In some cases, there may be multiple image assets for each lyric key word 504. FIG. 5 shows a portion of the autoMMP database that includes the association of the Lyric ID 501 with the Image ID 503 and the corresponding Lyric keywords 502 and Image keyword 504. A correlation ranking, or rating, process can be implemented where the strength of the association (i.e., relevance) of the Lyric Keyword to the Image Keyword is determined. If the correlation strength is high (i.e. the key word for the image is a direct match for the key word in the lyric, or multiple image asset key words match multiple lyric key words) it is given a high correlation (i.e., relevance) score 505 (e.g. for a scale of 1 to 5 it would be a 5). Where there is a weak correlation between the key word in the image and the key word in the lyric it can be given a low correlation (i.e., relevance) score, or rating. For instance, a low correlation score may result when a direct match between the image key word and the lyric key word is not obtained but a synonym for each word results in a match. The user may exercise a threshold correlation score for their multi-media presentation by considering only those assets whose threshold correlation score is at or above the thresholds. This would eliminate the use of image assets that did not have high association with any of the lyrics or phrases.
Image assets may be further scrutinized for inclusion in the final multi-media presentation by analyzing the value level of the image. An image value index ("lVI") is defined as a measure of the degree of importance (significance, usefulness, or utility) that an individual user might associate with a particular asset, and is described in detail in U.S. Patent Application Publication 2007/0263092 (Fedorovskaya et al.) and in copending and commonly assigned U.S. patent application Ser. No. 11/403,583, file Apr. 13, 2006.

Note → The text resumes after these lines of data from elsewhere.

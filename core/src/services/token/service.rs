//! Token issuer implementation

use chrono::{DateTime, Duration, Utc};
use jsonwebtoken::errors::ErrorKind;
use jsonwebtoken::{decode, encode, Algorithm, DecodingKey, EncodingKey, Header, Validation};

use cr_shared::config::MAX_ACCESS_TOKEN_EXPIRY_SECONDS;

use crate::domain::entities::token::{Claims, Token};
use crate::errors::TokenError;

use super::config::TokenIssuerConfig;

/// Issues and verifies HS256-signed tokens.
///
/// Key material is fixed at construction and never changes afterwards, so a
/// single issuer can be shared by reference between any number of callers.
pub struct TokenIssuer {
    config: TokenIssuerConfig,
    lifetime: Duration,
    encoding_key: EncodingKey,
    decoding_key: DecodingKey,
    validation: Validation,
}

impl std::fmt::Debug for TokenIssuer {
    fn fmt(&self, f: &mut std::fmt::Formatter<'_>) -> std::fmt::Result {
        f.debug_struct("TokenIssuer")
            .field("config", &self.config)
            .finish()
    }
}

impl TokenIssuer {
    /// Creates a new token issuer
    ///
    /// # Arguments
    ///
    /// * `config` - Signing secret, lifetime and claim configuration
    ///
    /// # Returns
    ///
    /// * `Ok(TokenIssuer)` - Ready to issue tokens
    /// * `Err(TokenError::SigningKeyUnavailable)` - The secret is missing; fatal at startup
    /// * `Err(TokenError::InvalidLifetime)` - The lifetime is not positive or too long
    pub fn new(config: TokenIssuerConfig) -> Result<Self, TokenError> {
        if config.secret.trim().is_empty() {
            return Err(TokenError::SigningKeyUnavailable {
                message: "JWT secret is empty".to_string(),
            });
        }

        let invalid_lifetime = TokenError::InvalidLifetime {
            seconds: config.lifetime_seconds,
        };
        if config.lifetime_seconds <= 0 || config.lifetime_seconds > MAX_ACCESS_TOKEN_EXPIRY_SECONDS {
            return Err(invalid_lifetime);
        }
        let lifetime = Duration::try_seconds(config.lifetime_seconds)
            .filter(|lifetime| Utc::now().checked_add_signed(*lifetime).is_some())
            .ok_or(invalid_lifetime)?;

        let encoding_key = EncodingKey::from_secret(config.secret.as_bytes());
        let decoding_key = DecodingKey::from_secret(config.secret.as_bytes());

        let mut validation = Validation::new(Algorithm::HS256);
        validation.set_issuer(&[config.issuer.as_str()]);
        validation.set_audience(&[config.audience.as_str()]);
        validation.set_required_spec_claims(&["exp", "nbf", "sub", "iss", "aud"]);
        validation.validate_exp = true;
        validation.validate_nbf = true;
        validation.leeway = config.leeway_seconds;

        Ok(Self {
            config,
            lifetime,
            encoding_key,
            decoding_key,
            validation,
        })
    }

    /// Token lifetime applied to newly issued tokens
    pub fn lifetime(&self) -> Duration {
        self.lifetime
    }

    /// Issues a token asserting `subject`
    ///
    /// # Returns
    ///
    /// * `Ok(Token)` - Signed token expiring `lifetime` after now
    /// * `Err(TokenError::MissingClaim)` - `subject` is empty
    /// * `Err(TokenError::TokenGenerationFailed)` - Signing failed
    pub fn issue(&self, subject: &str) -> Result<Token, TokenError> {
        self.issue_at(subject, Utc::now())
    }

    /// Issues a token as if the current time were `issued_at`
    pub(crate) fn issue_at(&self, subject: &str, issued_at: DateTime<Utc>) -> Result<Token, TokenError> {
        if subject.trim().is_empty() {
            return Err(TokenError::MissingClaim {
                claim: "sub".to_string(),
            });
        }

        let expires_at = issued_at
            .checked_add_signed(self.lifetime)
            .ok_or(TokenError::InvalidLifetime {
                seconds: self.config.lifetime_seconds,
            })?;
        let claims = Claims::new(
            subject,
            issued_at,
            self.lifetime,
            self.config.issuer.as_str(),
            self.config.audience.as_str(),
        )?;
        let payload = self.encode_jwt(&claims)?;

        Ok(Token {
            subject: subject.to_string(),
            issued_at,
            expires_at,
            payload,
        })
    }

    /// Encodes claims into a JWT
    pub(crate) fn encode_jwt(&self, claims: &Claims) -> Result<String, TokenError> {
        let header = Header::new(Algorithm::HS256);
        encode(&header, claims, &self.encoding_key).map_err(|e| {
            tracing::error!(error = %e, "JWT encoding failed");
            TokenError::TokenGenerationFailed
        })
    }

    /// Verifies a token and returns the subject it asserts
    ///
    /// # Returns
    ///
    /// * `Ok(String)` - The subject, if the token is valid
    /// * `Err(TokenError::InvalidSignature)` - Not signed with this issuer's key, or any
    ///   segment of a three-segment token altered
    /// * `Err(TokenError::TokenExpired)` - Genuine but past its expiry
    /// * `Err(TokenError::TokenNotYetValid)` - Genuine but before its `nbf`
    /// * `Err(TokenError::InvalidClaims)` - Wrong issuer or audience, or a claim is missing
    /// * `Err(TokenError::InvalidTokenFormat)` - Not three dot-separated segments
    pub fn verify(&self, payload: &str) -> Result<String, TokenError> {
        self.verify_claims(payload).map(|claims| claims.sub)
    }

    /// Verifies a token and returns all of its claims
    pub fn verify_claims(&self, payload: &str) -> Result<Claims, TokenError> {
        decode::<Claims>(payload, &self.decoding_key, &self.validation)
            .map(|token_data| token_data.claims)
            .map_err(|e| classify_error(e.kind(), payload))
    }
}

fn classify_error(kind: &ErrorKind, payload: &str) -> TokenError {
    let well_formed = payload.split('.').count() == 3;

    match kind {
        ErrorKind::InvalidSignature => TokenError::InvalidSignature,
        // The header is decoded before the signature is checked, so an
        // altered header surfaces as a decoding or algorithm error
        ErrorKind::Base64(_)
        | ErrorKind::Json(_)
        | ErrorKind::Utf8(_)
        | ErrorKind::InvalidAlgorithm
            if well_formed =>
        {
            TokenError::InvalidSignature
        }
        ErrorKind::ExpiredSignature => TokenError::TokenExpired,
        ErrorKind::ImmatureSignature => TokenError::TokenNotYetValid,
        ErrorKind::InvalidIssuer
        | ErrorKind::InvalidAudience
        | ErrorKind::InvalidSubject
        | ErrorKind::MissingRequiredClaim(_) => TokenError::InvalidClaims,
        _ => TokenError::InvalidTokenFormat,
    }
}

Automatic IVI algorithms can utilize image features such as sharpness, lighting, and other indications of quality. Camera-related metadata (exposure, time, date), image understanding (skin or face detection and size of skin/face area), or behavioral measures (viewing time, magnification, editing, printing, or sharing) can also be used to calculate an IVI for any particular media asset. For instance, if the particular image has a low image value index then it would not rank as high as other image assets with the same key words. Also, images may have more value if they contain people so ranking these images higher than non-people images is practical. Using these and other criteria the application determines an image's value relative to other images. The image value scores can be included in the autoMMP database 305.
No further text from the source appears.